## Exercise
When the line containing "(prefix sum) and" is reached, include it and end there; set down verbatim every line before it, starting at the top of the records.

Stored items:
"""
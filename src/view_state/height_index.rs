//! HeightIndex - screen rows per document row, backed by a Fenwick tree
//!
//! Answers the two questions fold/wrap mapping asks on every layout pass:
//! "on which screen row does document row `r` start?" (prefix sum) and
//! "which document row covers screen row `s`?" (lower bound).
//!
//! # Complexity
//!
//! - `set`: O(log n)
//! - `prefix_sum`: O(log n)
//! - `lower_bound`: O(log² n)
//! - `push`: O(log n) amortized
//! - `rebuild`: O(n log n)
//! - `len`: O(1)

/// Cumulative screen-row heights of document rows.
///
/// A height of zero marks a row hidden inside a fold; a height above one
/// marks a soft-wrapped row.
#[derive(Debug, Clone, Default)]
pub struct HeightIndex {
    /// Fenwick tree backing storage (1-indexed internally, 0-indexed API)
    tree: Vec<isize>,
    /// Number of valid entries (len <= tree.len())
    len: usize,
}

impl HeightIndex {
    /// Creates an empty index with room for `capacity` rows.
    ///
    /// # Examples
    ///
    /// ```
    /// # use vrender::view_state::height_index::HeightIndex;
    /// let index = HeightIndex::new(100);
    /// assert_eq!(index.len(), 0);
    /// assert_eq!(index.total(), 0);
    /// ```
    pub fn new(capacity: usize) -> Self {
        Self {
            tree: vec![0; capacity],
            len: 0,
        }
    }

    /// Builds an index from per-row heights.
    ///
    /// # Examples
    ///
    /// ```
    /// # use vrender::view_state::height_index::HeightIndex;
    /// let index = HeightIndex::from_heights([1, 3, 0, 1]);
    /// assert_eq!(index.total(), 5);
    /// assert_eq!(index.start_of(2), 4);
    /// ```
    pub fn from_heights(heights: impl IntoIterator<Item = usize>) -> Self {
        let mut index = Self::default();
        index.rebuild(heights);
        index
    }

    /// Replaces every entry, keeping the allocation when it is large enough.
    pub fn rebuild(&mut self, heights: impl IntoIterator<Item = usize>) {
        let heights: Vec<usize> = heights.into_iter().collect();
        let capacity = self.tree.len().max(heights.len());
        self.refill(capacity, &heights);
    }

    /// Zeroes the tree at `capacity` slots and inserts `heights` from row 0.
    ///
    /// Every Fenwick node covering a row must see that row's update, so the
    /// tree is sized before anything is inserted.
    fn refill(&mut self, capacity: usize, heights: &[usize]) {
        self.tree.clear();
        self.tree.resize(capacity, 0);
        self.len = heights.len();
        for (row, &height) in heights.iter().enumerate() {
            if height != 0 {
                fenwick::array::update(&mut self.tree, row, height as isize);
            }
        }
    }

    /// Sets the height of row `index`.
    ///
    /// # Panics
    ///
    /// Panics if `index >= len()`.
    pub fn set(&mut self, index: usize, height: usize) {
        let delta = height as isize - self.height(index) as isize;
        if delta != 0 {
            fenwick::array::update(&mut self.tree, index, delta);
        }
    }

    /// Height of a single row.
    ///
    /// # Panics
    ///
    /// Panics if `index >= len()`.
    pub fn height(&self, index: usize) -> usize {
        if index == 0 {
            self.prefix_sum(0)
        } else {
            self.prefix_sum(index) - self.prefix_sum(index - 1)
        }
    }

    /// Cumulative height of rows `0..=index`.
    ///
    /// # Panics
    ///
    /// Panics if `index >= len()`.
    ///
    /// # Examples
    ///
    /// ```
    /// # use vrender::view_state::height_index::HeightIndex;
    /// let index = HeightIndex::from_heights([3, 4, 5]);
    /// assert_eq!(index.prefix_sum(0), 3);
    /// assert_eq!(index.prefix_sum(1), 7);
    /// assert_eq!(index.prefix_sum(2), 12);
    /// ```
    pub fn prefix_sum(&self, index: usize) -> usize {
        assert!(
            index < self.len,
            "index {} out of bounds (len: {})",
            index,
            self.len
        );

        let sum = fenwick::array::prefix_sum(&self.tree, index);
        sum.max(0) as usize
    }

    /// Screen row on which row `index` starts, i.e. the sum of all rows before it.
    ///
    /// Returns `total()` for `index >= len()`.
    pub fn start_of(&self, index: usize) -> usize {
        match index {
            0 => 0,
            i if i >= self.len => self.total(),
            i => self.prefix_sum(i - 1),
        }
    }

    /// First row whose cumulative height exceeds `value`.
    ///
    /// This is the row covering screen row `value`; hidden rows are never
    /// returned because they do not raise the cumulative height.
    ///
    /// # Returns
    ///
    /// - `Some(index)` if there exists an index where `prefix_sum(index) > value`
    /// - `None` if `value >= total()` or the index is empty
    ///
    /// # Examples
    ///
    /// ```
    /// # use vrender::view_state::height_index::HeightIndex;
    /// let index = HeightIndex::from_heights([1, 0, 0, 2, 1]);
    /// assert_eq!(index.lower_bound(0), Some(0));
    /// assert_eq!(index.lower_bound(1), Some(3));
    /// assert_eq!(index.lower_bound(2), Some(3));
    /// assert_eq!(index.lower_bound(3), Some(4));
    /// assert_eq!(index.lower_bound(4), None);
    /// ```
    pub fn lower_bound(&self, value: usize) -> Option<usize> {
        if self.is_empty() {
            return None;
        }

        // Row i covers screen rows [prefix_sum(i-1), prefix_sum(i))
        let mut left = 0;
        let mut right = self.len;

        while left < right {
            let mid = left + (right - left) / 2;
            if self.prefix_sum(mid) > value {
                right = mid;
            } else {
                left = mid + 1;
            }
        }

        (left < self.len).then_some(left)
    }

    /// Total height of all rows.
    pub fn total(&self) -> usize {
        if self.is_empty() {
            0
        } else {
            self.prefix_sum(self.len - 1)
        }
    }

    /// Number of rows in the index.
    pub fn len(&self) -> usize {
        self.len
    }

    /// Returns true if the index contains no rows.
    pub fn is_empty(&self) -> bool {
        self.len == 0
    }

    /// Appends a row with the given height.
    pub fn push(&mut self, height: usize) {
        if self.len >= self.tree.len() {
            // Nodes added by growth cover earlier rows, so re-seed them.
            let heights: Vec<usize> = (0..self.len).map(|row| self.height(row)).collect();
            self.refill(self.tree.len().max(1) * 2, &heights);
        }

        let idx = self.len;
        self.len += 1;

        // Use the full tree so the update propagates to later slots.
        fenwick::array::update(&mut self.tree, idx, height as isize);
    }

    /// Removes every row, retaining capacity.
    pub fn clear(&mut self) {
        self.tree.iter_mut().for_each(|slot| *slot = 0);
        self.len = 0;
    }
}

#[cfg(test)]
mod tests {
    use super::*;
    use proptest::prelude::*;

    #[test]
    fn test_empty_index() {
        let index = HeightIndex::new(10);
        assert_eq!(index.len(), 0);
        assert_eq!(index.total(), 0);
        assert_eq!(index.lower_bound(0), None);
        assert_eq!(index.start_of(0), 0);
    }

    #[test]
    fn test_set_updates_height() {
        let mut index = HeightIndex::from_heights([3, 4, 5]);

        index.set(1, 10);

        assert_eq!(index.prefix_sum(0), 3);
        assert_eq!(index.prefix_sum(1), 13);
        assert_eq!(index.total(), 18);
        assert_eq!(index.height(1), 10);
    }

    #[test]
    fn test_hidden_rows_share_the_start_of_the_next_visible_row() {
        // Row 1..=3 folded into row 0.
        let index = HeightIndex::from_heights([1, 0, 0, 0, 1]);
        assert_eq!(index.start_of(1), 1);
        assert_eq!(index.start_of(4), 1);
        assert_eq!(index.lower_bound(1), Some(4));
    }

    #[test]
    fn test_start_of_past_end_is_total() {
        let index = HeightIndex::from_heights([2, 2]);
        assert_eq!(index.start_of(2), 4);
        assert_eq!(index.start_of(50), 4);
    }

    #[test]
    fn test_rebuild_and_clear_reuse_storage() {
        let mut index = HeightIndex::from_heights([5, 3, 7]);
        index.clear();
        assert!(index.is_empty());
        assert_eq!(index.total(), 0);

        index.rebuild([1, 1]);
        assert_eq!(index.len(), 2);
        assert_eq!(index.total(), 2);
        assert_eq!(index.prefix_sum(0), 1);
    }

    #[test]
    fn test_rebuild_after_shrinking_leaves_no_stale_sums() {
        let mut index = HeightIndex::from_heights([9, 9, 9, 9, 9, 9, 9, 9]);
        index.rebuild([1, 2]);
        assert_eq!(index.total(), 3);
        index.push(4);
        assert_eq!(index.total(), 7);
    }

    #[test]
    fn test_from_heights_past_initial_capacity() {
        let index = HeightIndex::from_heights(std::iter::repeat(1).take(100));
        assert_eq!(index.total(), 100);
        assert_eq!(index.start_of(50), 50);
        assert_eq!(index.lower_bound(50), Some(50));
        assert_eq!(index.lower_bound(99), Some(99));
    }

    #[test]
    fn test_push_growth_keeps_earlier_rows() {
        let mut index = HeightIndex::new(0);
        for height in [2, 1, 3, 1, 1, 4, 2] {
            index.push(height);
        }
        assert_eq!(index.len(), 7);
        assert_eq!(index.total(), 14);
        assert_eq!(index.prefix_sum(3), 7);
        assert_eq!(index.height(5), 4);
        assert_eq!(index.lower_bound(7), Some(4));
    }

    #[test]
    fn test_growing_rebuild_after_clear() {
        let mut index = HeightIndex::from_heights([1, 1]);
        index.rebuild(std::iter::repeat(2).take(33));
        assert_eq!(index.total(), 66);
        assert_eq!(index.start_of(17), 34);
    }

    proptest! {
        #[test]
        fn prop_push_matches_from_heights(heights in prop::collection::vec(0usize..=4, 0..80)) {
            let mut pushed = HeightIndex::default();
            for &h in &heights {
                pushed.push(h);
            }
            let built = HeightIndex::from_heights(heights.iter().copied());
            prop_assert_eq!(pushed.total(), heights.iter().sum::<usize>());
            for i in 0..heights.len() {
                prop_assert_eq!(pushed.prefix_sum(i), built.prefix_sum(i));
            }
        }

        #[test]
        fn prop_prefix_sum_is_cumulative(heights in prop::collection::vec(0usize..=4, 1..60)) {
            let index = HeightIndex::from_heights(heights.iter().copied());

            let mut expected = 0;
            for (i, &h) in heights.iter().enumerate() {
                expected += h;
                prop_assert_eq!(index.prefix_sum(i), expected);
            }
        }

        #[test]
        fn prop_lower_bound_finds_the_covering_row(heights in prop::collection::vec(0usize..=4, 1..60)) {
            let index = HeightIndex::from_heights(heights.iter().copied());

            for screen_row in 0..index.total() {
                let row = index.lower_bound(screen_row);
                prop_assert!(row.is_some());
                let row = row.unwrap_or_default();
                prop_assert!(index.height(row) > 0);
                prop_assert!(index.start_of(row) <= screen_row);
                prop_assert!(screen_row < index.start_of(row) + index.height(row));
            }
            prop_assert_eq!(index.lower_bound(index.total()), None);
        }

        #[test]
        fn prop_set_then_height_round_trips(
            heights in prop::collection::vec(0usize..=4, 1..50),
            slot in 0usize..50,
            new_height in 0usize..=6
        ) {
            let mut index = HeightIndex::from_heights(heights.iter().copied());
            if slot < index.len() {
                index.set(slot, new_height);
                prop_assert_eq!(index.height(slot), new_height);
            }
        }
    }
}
"""
## Reply to the task
filename src/view_state/height_index.rs
//! HeightIndex - screen rows per document row, backed by a Fenwick tree
//!
//! Answers the two questions fold/wrap mapping asks on every layout pass:
//! "on which screen row does document row `r` start?" (prefix sum) and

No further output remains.